Exercise — Scan each line of the records for the word "Debug" and extract the ones that have it.

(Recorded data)
-*-*-
//! Layered configuration loading using figment.
//!
//! Sources, highest priority last:
//! 1. Built-in defaults
//! 2. User-level `~/.config/cadence/config.toml`
//! 3. Project-level `./cadence.toml`
//! 4. An explicit `--config` file, when given
//! 5. Environment variables (`CADENCE_*` prefix, `__` as section separator)
//!
//! `CADENCE_SCHEDULER__BASE_THRESHOLD=13` maps to `scheduler.base_threshold`.

use std::path::{Path, PathBuf};

use figment::{
    providers::{Env, Format, Serialized, Toml},
    Figment,
};
use serde::{Deserialize, Serialize};
use thiserror::Error;

use crate::engagement::stats::DEFAULT_STREAK_HORIZON_DAYS;
use crate::schedule::coefficient::{DEFAULT_BASE_THRESHOLD, DEFAULT_ELIMINATION_THRESHOLD};
use crate::schedule::CoefficientModel;

const DEFAULT_DB_NAME: &str = "cadence.db";
const LOCAL_CONFIG_FILE: &str = "cadence.toml";

#[derive(Debug, Error)]
pub enum ConfigError {
    /// Figment extraction or merge error.
    #[error("Configuration error: {0}")]
    Figment(#[from] figment::Error),

    /// A configuration field has an invalid value.
    #[error("Invalid configuration value for '{field}': {reason}")]
    InvalidValue { field: String, reason: String },
}

#[derive(Debug, Clone, Copy, PartialEq, Deserialize, Serialize)]
pub struct SchedulerConfig {
    #[serde(default = "default_elimination")]
    pub elimination_threshold: f64,
    #[serde(default = "default_base")]
    pub base_threshold: f64,
}

const fn default_elimination() -> f64 {
    DEFAULT_ELIMINATION_THRESHOLD
}

const fn default_base() -> f64 {
    DEFAULT_BASE_THRESHOLD
}

impl Default for SchedulerConfig {
    fn default() -> Self {
        Self {
            elimination_threshold: default_elimination(),
            base_threshold: default_base(),
        }
    }
}

#[derive(Debug, Clone, Copy, PartialEq, Eq, Deserialize, Serialize)]
pub struct StatsConfig {
    /// Maximum number of days the streak walk looks back.
    #[serde(default = "default_horizon")]
    pub streak_horizon_days: u32,
}

const fn default_horizon() -> u32 {
    DEFAULT_STREAK_HORIZON_DAYS
}

impl Default for StatsConfig {
    fn default() -> Self {
        Self {
            streak_horizon_days: default_horizon(),
        }
    }
}

#[derive(Debug, Clone, Default, PartialEq, Eq, Deserialize, Serialize)]
pub struct DatabaseConfig {
    #[serde(default)]
    pub path: Option<PathBuf>,
}

#[derive(Debug, Clone, Default, PartialEq, Deserialize, Serialize)]
pub struct CadenceConfig {
    #[serde(default)]
    pub scheduler: SchedulerConfig,
    #[serde(default)]
    pub stats: StatsConfig,
    #[serde(default)]
    pub database: DatabaseConfig,
}

impl CadenceConfig {
    /// Load and validate configuration from every default source.
    pub fn load() -> Result<Self, ConfigError> {
        Self::load_from(None)
    }

    /// Same as [`CadenceConfig::load`], with `extra` merged above the TOML
    /// files but below the environment.
    pub fn load_from(extra: Option<&Path>) -> Result<Self, ConfigError> {
        let config: Self = Self::figment(extra).extract()?;
        config.validate()?;
        Ok(config)
    }

    pub fn figment(extra: Option<&Path>) -> Figment {
        let mut figment = Figment::from(Serialized::defaults(Self::default()));

        if let Some(global_path) = Self::global_config_path() {
            if global_path.exists() {
                figment = figment.merge(Toml::file(global_path));
            }
        }

        let local_path = PathBuf::from(LOCAL_CONFIG_FILE);
        if local_path.exists() {
            figment = figment.merge(Toml::file(local_path));
        }

        if let Some(path) = extra {
            figment = figment.merge(Toml::file(path));
        }

        figment.merge(Env::prefixed("CADENCE_").split("__"))
    }

    pub fn validate(&self) -> Result<(), ConfigError> {
        self.try_coefficient_model()?;
        if self.stats.streak_horizon_days == 0 {
            return Err(ConfigError::InvalidValue {
                field: "stats.streak_horizon_days".into(),
                reason: "must be at least 1".into(),
            });
        }
        Ok(())
    }

    fn try_coefficient_model(&self) -> Result<CoefficientModel, ConfigError> {
        let SchedulerConfig {
            elimination_threshold,
            base_threshold,
        } = self.scheduler;
        CoefficientModel::new(elimination_threshold, base_threshold).ok_or_else(|| {
            ConfigError::InvalidValue {
                field: "scheduler".into(),
                reason: format!(
                    "thresholds must satisfy 0 < elimination < base < 20, got {elimination_threshold} and {base_threshold}"
                ),
            }
        })
    }

    /// Coefficient model for the configured thresholds, or the default model
    /// if they are invalid (callers that went through `load` never see that).
    pub fn coefficient_model(&self) -> CoefficientModel {
        self.try_coefficient_model().unwrap_or_default()
    }

    /// Configured path, else `CADENCE_DB`, else the per-user config directory.
    pub fn database_path(&self) -> PathBuf {
        if let Some(path) = &self.database.path {
            return path.clone();
        }
        if let Ok(path) = std::env::var("CADENCE_DB") {
            return PathBuf::from(path);
        }

        let config_dir = dirs::config_dir()
            .unwrap_or_else(|| PathBuf::from("."))
            .join("cadence");
        std::fs::create_dir_all(&config_dir).ok();
        config_dir.join(DEFAULT_DB_NAME)
    }

    fn global_config_path() -> Option<PathBuf> {
        dirs::config_dir().map(|p| p.join("cadence").join("config.toml"))
    }
}

#[cfg(test)]
mod tests {
    use super::*;
    use figment::Jail;

    mod defaults_tests {
        use super::*;
        use pretty_assertions::assert_eq;

        #[test]
        fn defaults_are_correct() {
            let config = CadenceConfig::default();
            assert_eq!(config.scheduler.elimination_threshold, 9.0);
            assert_eq!(config.scheduler.base_threshold, 12.0);
            assert_eq!(config.stats.streak_horizon_days, 1000);
            assert!(config.database.path.is_none());
            assert!(config.validate().is_ok());
        }

        #[test]
        fn default_model_matches_constants() {
            let model = CadenceConfig::default().coefficient_model();
            assert_eq!(model, CoefficientModel::default());
        }
    }

    mod layering_tests {
        use super::*;
        use pretty_assertions::assert_eq;

        #[test]
        fn local_file_overrides_defaults() {
            Jail::expect_with(|jail| {
                jail.create_file(
                    "cadence.toml",
                    r#"
                    [scheduler]
                    base_threshold = 14.0

                    [stats]
                    streak_horizon_days = 30
                    "#,
                )?;

                let config = CadenceConfig::load().expect("config loads");
                assert_eq!(config.scheduler.elimination_threshold, 9.0);
                assert_eq!(config.scheduler.base_threshold, 14.0);
                assert_eq!(config.stats.streak_horizon_days, 30);
                Ok(())
            });
        }

        #[test]
        fn env_beats_files() {
            Jail::expect_with(|jail| {
                jail.create_file("cadence.toml", "[scheduler]\nbase_threshold = 14.0\n")?;
                jail.set_env("CADENCE_SCHEDULER__BASE_THRESHOLD", "15.0");

                let config = CadenceConfig::load().expect("config loads");
                assert_eq!(config.scheduler.base_threshold, 15.0);
                Ok(())
            });
        }

        #[test]
        fn explicit_file_beats_local_file() {
            Jail::expect_with(|jail| {
                jail.create_file("cadence.toml", "[stats]\nstreak_horizon_days = 30\n")?;
                jail.create_file("custom.toml", "[stats]\nstreak_horizon_days = 60\n")?;

                let config =
                    CadenceConfig::load_from(Some(Path::new("custom.toml"))).expect("config loads");
                assert_eq!(config.stats.streak_horizon_days, 60);
                Ok(())
            });
        }

        #[test]
        fn database_path_from_config() {
            Jail::expect_with(|jail| {
                jail.create_file("cadence.toml", "[database]\npath = \"/tmp/study.db\"\n")?;

                let config = CadenceConfig::load().expect("config loads");
                assert_eq!(config.database_path(), PathBuf::from("/tmp/study.db"));
                Ok(())
            });
        }

        #[test]
        fn database_path_from_env_var() {
            Jail::expect_with(|jail| {
                jail.set_env("CADENCE_DB", "/tmp/env.db");
                let config = CadenceConfig::default();
                assert_eq!(config.database_path(), PathBuf::from("/tmp/env.db"));
                Ok(())
            });
        }
    }

    mod validation_tests {
        use super::*;
        use pretty_assertions::assert_eq;

        #[test]
        fn inverted_thresholds_rejected() {
            Jail::expect_with(|jail| {
                jail.create_file(
                    "cadence.toml",
                    "[scheduler]\nelimination_threshold = 12.0\nbase_threshold = 9.0\n",
                )?;

                let err = CadenceConfig::load().unwrap_err();
                assert!(matches!(err, ConfigError::InvalidValue { .. }));
                assert!(err.to_string().contains("scheduler"));
                Ok(())
            });
        }

        #[test]
        fn zero_horizon_rejected() {
            let mut config = CadenceConfig::default();
            config.stats.streak_horizon_days = 0;
            assert!(matches!(
                config.validate(),
                Err(ConfigError::InvalidValue { field, .. }) if field == "stats.streak_horizon_days"
            ));
        }

        #[test]
        fn base_threshold_at_max_grade_rejected() {
            let mut config = CadenceConfig::default();
            config.scheduler.base_threshold = 20.0;
            assert!(config.validate().is_err());
            assert_eq!(config.coefficient_model(), CoefficientModel::default());
        }

        #[test]
        fn wrong_type_is_figment_error() {
            Jail::expect_with(|jail| {
                jail.create_file("cadence.toml", "[stats]\nstreak_horizon_days = \"lots\"\n")?;
                assert!(matches!(
                    CadenceConfig::load(),
                    Err(ConfigError::Figment(_))
                ));
                Ok(())
            });
        }
    }
}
-*-*-
Worked solution —
#[derive(Debug, Error)]
#[derive(Debug, Clone, Copy, PartialEq, Deserialize, Serialize)]
#[derive(Debug, Clone, Copy, PartialEq, Eq, Deserialize, Serialize)]
#[derive(Debug, Clone, Default, PartialEq, Eq, Deserialize, Serialize)]
#[derive(Debug, Clone, Default, PartialEq, Deserialize, Serialize)]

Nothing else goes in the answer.